* **Task prompt**
Check each line of the entries below for the word "hidden", then state how many lines have it and nothing more.
***
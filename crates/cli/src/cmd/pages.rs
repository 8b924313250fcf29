//! Print the page-number list for a pagination bar

use anyhow::{bail, Result};
use cg_core::{format_page_items, page_items};

pub async fn run(current: u32, total: u32) -> Result<()> {
    if current == 0 {
        bail!("Page numbers start at 1");
    }

    println!("{}", format_page_items(&page_items(current, total)));
    Ok(())
}
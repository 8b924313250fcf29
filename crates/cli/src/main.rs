//! Concierge CLI - concierge command

use anyhow::{Context, Result};
use clap::{ArgAction, Parser, Subcommand};
use cli_lib::config::{self, LoggingConfig};
use std::path::{Path, PathBuf};
use tracing::level_filters::LevelFilter;
use tracing::Level;
use tracing_appender::non_blocking::WorkerGuard;
use tracing_subscriber::EnvFilter;

mod cmd;

/// Concierge - list views over a partial-update backend
#[derive(Parser)]
#[command(name = "concierge")]
#[command(author, version, about, long_about = None)]
struct Cli {
    /// Config file (default: ./concierge.toml, then the user config dir)
    #[arg(long, global = true)]
    config: Option<PathBuf>,

    /// Increase log verbosity (-v info, -vv debug, -vvv trace)
    #[arg(short, long, action = ArgAction::Count, global = true)]
    verbose: u8,

    /// Write logs to this directory instead of stderr
    #[arg(long, global = true)]
    log_dir: Option<PathBuf>,

    #[command(subcommand)]
    command: Commands,
}

#[derive(Subcommand)]
enum Commands {
    /// Show the PATCH payload between two versions of a record
    Diff {
        /// Record as loaded
        original: PathBuf,
        /// Record as edited
        updated: PathBuf,
        /// Print payload and ignored clears as JSON
        #[arg(long)]
        json: bool,
        /// Number of context lines (default: 3)
        #[arg(short = 'U', long, default_value = "3")]
        context: usize,
    },
    /// Strip empty fields from a record
    Clean {
        /// Record file
        record: PathBuf,
    },
    /// Resolve the relations of a page of records
    Hydrate {
        /// Screen whose relations to resolve
        #[arg(short, long)]
        screen: String,
        /// JSON array of records, or a page object
        page: PathBuf,
    },
    /// Print the page-number list for a pagination bar
    Pages {
        /// Current page (1-based)
        #[arg(long)]
        current: u32,
        /// Total number of pages
        #[arg(long)]
        total: u32,
    },
    /// View and check configuration
    #[command(subcommand)]
    Config(ConfigCommands),
}

#[derive(Subcommand)]
enum ConfigCommands {
    /// List screens and their relations
    List,
    /// Show the config file path
    Path,
    /// Print an example configuration
    Example,
    /// Validate the configuration
    Check,
}

#[tokio::main]
async fn main() -> Result<()> {
    let cli = Cli::parse();

    // A broken config only matters to commands that read it
    let loaded = config::load(cli.config.as_deref());
    let _guard = init_logging(
        cli.verbose,
        cli.log_dir.as_deref(),
        loaded.as_ref().ok().map(|config| &config.logging),
    )?;

    match cli.command {
        Commands::Diff { original, updated, json, context } => {
            cmd::diff::run(&original, &updated, json, context).await
        }
        Commands::Clean { record } => cmd::clean::run(&record).await,
        Commands::Hydrate { screen, page } => cmd::hydrate::run(&loaded?, &screen, &page).await,
        Commands::Pages { current, total } => cmd::pages::run(current, total).await,
        Commands::Config(config_cmd) => match config_cmd {
            ConfigCommands::List => cmd::config::run_list(&loaded?).await,
            ConfigCommands::Path => cmd::config::run_path(cli.config.as_deref()).await,
            ConfigCommands::Example => cmd::config::run_example().await,
            ConfigCommands::Check => cmd::config::run_check(&loaded?).await,
        },
    }
}

/// Install the fmt subscriber
///
/// `-v` flags override the configured level. `RUST_LOG` directives are
/// applied on top.
fn init_logging(
    verbose: u8,
    log_dir: Option<&Path>,
    logging: Option<&LoggingConfig>,
) -> Result<Option<WorkerGuard>> {
    let level = match verbose {
        // An unknown configured level is reported by `config check`
        0 => logging
            .and_then(|logging| logging.level().ok())
            .unwrap_or(Level::WARN),
        1 => Level::INFO,
        2 => Level::DEBUG,
        _ => Level::TRACE,
    };
    let filter = EnvFilter::builder()
        .with_default_directive(LevelFilter::from_level(level).into())
        .from_env_lossy();

    let directory = log_dir.or_else(|| logging.and_then(|l| l.directory.as_deref()));
    match directory {
        Some(dir) => {
            std::fs::create_dir_all(dir)
                .with_context(|| format!("Failed to create log directory {}", dir.display()))?;
            let appender = tracing_appender::rolling::never(dir, "concierge.log");
            let (writer, guard) = tracing_appender::non_blocking(appender);
            tracing_subscriber::fmt()
                .with_env_filter(filter)
                .with_writer(writer)
                .with_ansi(false)
                .init();
            Ok(Some(guard))
        }
        None => {
            tracing_subscriber::fmt()
                .with_env_filter(filter)
                .with_writer(std::io::stderr)
                .init();
            Ok(None)
        }
    }
}
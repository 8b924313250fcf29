//! Page-number formatting for paginated lists

use serde::Serialize;
use std::fmt;

/// Lists with at most this many pages are shown in full
const FULL_LIST_LIMIT: u32 = 7;

/// One slot in a pagination bar
#[derive(Debug, Clone, Copy, PartialEq, Eq, Serialize)]
#[serde(untagged)]
pub enum PageItem {
    /// A clickable page number (1-based)
    Page(u32),
    /// A run of hidden pages
    Ellipsis,
}

impl fmt::Display for PageItem {
    fn fmt(&self, f: &mut fmt::Formatter<'_>) -> fmt::Result {
        match self {
            PageItem::Page(n) => write!(f, "{}", n),
            PageItem::Ellipsis => f.write_str("…"),
        }
    }
}

/// Build the page-number list for a pagination bar
///
/// Always shows the first page, the last page and the neighbours of
/// `current`. A hidden run of a single page is shown instead of an ellipsis.
pub fn page_items(current: u32, total: u32) -> Vec<PageItem> {
    if total == 0 {
        return Vec::new();
    }

    let current = current.clamp(1, total);

    if total <= FULL_LIST_LIMIT {
        return (1..=total).map(PageItem::Page).collect();
    }

    let mut anchors = vec![1, total];
    anchors.extend(current.saturating_sub(1).max(1)..=current.saturating_add(1).min(total));
    anchors.sort_unstable();
    anchors.dedup();

    let mut items = Vec::with_capacity(anchors.len() + 2);
    let mut previous: Option<u32> = None;

    for page in anchors {
        if let Some(prev) = previous {
            match page - prev {
                1 => {}
                2 => items.push(PageItem::Page(prev + 1)),
                _ => items.push(PageItem::Ellipsis),
            }
        }
        items.push(PageItem::Page(page));
        previous = Some(page);
    }

    items
}

/// Number of pages needed for `total_items` at `page_size` per page
pub fn total_pages(total_items: u64, page_size: u32) -> u32 {
    if page_size == 0 {
        return 0;
    }
    let pages = total_items.div_ceil(u64::from(page_size));
    u32::try_from(pages).unwrap_or(u32::MAX)
}

/// Render items as a space-separated bar, e.g. `1 … 4 5 6 … 10`
pub fn format_page_items(items: &[PageItem]) -> String {
    items
        .iter()
        .map(ToString::to_string)
        .collect::<Vec<_>>()
        .join(" ")
}
//! Relational hydration for paginated records
//!
//! This crate provides:
//! - Per-kind entity caches scoped to one list-viewing session
//! - Relation extractors (foreign key -> fetch-by-id), including
//!   transitive joins through earlier relations
//! - Deduplicated, concurrent resolution with fail-open fetch handling
//! - View models joining records with their resolved relations

pub mod cache;
pub mod error;
pub mod extractor;
pub mod fetch;
pub mod resolve;
pub mod view;

// Re-exports
pub use cache::{CacheRegistry, EntityCache, RecordCache};
pub use cg_core::{EntityId, EntityKind, Record};
pub use error::HydrateError;
pub use extractor::{RelationExtractor, RelationPlan, RelationSpec};
pub use fetch::{fetch_fn, EntityFetcher, FetchResponse, FnFetcher};
pub use resolve::{HydrationStats, Hydrator};
pub use view::{Relation, ViewModel};

/// Result type for hydration operations
pub type Result<T> = std::result::Result<T, HydrateError>;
***
* **Answer box**
2